Ultrapassando a capa do livro, outro elemento de destaque é a dedicatória feita aos mais próximos que Cappelletti tinha no Brasil: “Aos meus amigos Sérgio Bermudes e José Carlos Barbosa Moreira”. A este último, aliás, coube a elaboração do sensível prefácio, que principia por desfazer a possível surpresa: “Um livro de poemas de Mauro Cappelletti: surpresa?”, e a pergunta recebe a resposta direta e objetiva: “A linguagem dos juristas é tida e havida em geral como linguagem burocrática, insípida, descolorida: exatamente o contrário da linguagem poética”.
Antes poeta, depois jurista
Aproveitando para dizer sobre Mauro Cappelletti, em seus aportes de jurista, processualista e literato, complementa mais adiante, dizendo que o poeta precedeu o jurista, pois sua poesia contida no livro remontava a época de sua extrema juventude, “o que talvez explique o fato de que sua linguagem jurídica não é burocrática, nem insípida, nem descolorida”, eis que o processualista-poeta também era poeta-processualista é “alguém que, antes de abrir os códigos, já tinha impressas na alma outras marcas — já havia afinado o diapasão interior pelo som de fontes frescas, de sinos longínquos e de suspiros amorosos, incorporando à palheta espiritual todos os entretons da natureza e das visões oníricas, aprendido que a riqueza da realidade supera sempre a rigidez dos conceitos”.
O livro é composto de quatro partes, iniciando-se com a abertura do isolado poema abrigado sob o título original “Sparks”, escrito em 1986, seguido pela parte “Outonal”, composta de 21 poemas, sucedido pela parte denominada “Reencontros”, que por sua vez abriga 56 poemas, finalizando-se, pois, com a última parte intitulada “Commiato“, com o poema isolado “A coisa maior”,
Esta última seção (Commiato) significa parte final de um texto, ou parte final da tradição das “canzone petrarchesca”, trecho absolutamente significativo sobre a estilística e a simbologia invocada, pois também era conhecido como “Rime Sparse” (Rimas Dispersas), embora originalmente intitulado “Rerum vulgarium fragmenta” (Fragmentos de coisas comuns), ou seja, refere-se a coleção de poemas escritos em língua italiana por Francisco Petrarca, indicativo da influência poética que remonta ao início do renascimento italiano, bem como refere a um dos primeiros humanistas.
O mentor: Piero Calamandrei
Precisa ser lido como jurista e como poeta.
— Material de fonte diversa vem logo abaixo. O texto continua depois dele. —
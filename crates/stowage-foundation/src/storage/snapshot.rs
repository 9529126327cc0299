//! Point-in-time view of the engine, taken under the coordination lock.

use serde::{Deserialize, Serialize};
use std::collections::BTreeMap;

use stowage_kernel::{ComponentId, DeviceId};

/// Occupancy of a single device.
#[derive(Debug, Clone, PartialEq, Eq, Serialize, Deserialize)]
pub struct DeviceSnapshot {
    pub id: DeviceId,
    pub capacity: usize,
    /// Slots in use, including releasing and claimed ones.
    pub occupied: usize,
    pub releasing: usize,
    pub claimed: usize,
    /// Transfers blocked waiting for a slot on this device.
    pub queued: usize,
    /// Waiters served out of arrival order since the last FIFO hand-off.
    pub queue_bypasses: u32,
}

impl DeviceSnapshot {
    pub fn free(&self) -> usize {
        self.capacity.saturating_sub(self.occupied)
    }
}

/// Consistent view of every device, the placement index and in-flight set.
#[derive(Debug, Clone, Default, PartialEq, Eq, Serialize, Deserialize)]
pub struct StorageSnapshot {
    /// Ordered by device id.
    pub devices: Vec<DeviceSnapshot>,
    pub placement: BTreeMap<ComponentId, DeviceId>,
    /// Sorted.
    pub in_flight: Vec<ComponentId>,
}

impl StorageSnapshot {
    pub fn device(&self, id: DeviceId) -> Option<&DeviceSnapshot> {
        self.devices.iter().find(|d| d.id == id)
    }

    /// Device a component is committed to, if any.
    pub fn location(&self, component: ComponentId) -> Option<DeviceId> {
        self.placement.get(&component).copied()
    }

    /// Components committed to `device`, in id order.
    pub fn residents(&self, device: DeviceId) -> Vec<ComponentId> {
        self.placement
            .iter()
            .filter(|(_, d)| **d == device)
            .map(|(c, _)| *c)
            .collect()
    }

    /// True when no transfer is in progress and nobody is queued.
    pub fn is_quiescent(&self) -> bool {
        self.in_flight.is_empty()
            && self
                .devices
                .iter()
                .all(|d| d.queued == 0 && d.releasing == 0 && d.claimed == 0)
    }
}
Aqui, quem sabe, exista certa ligação mais estreita entre Mauro Cappelletti e seu professor Piero Calamandrei. Ambos possuíam alma de jurista e coração de poeta. O último, como dito, possuía uma grande paixão pela literatura, ficando marcado também pelos textos que escreveu sobre Benvenuto Cellini (“Un contratto di edizione di Benvenuto Cellini”, Foro italiano, 1930; e “Scritti e inediti celliniani”, Florença, La Nuova Itália, 1971).
Aliás, o primeiro, ao escrever sobre seu maestro, deixou claro que ele, “com rara exceção, quase sempre se encontrava mais como um homem de letras ou como um homem erudito do que como um jurista” (“La ‘politica del diritto’ di Calamandrei: Coerenza e Atualità di un Magisterio”). Talvez também falasse de si mesmo, como num espelho da realidade: Cappemandrei — (Calamelletti).
Esta brevíssima homenagem, por outro lado, ressalta a importância da poesia, em particular, e da literatura, em geral, para o direito, quando menos para abrir e adensar a sensibilidade que anima os juristas, artefato também conhecido por alma. Capelletti e Calamandrei seriam, portanto, raros espécimes que conduziriam pelas duas vias: poetas-processualistas e processualistas-poetas, não necessariamente nesta ordem, mas sem dúvida encantando e tocando pelas letras, através da força poderosa da linguagem.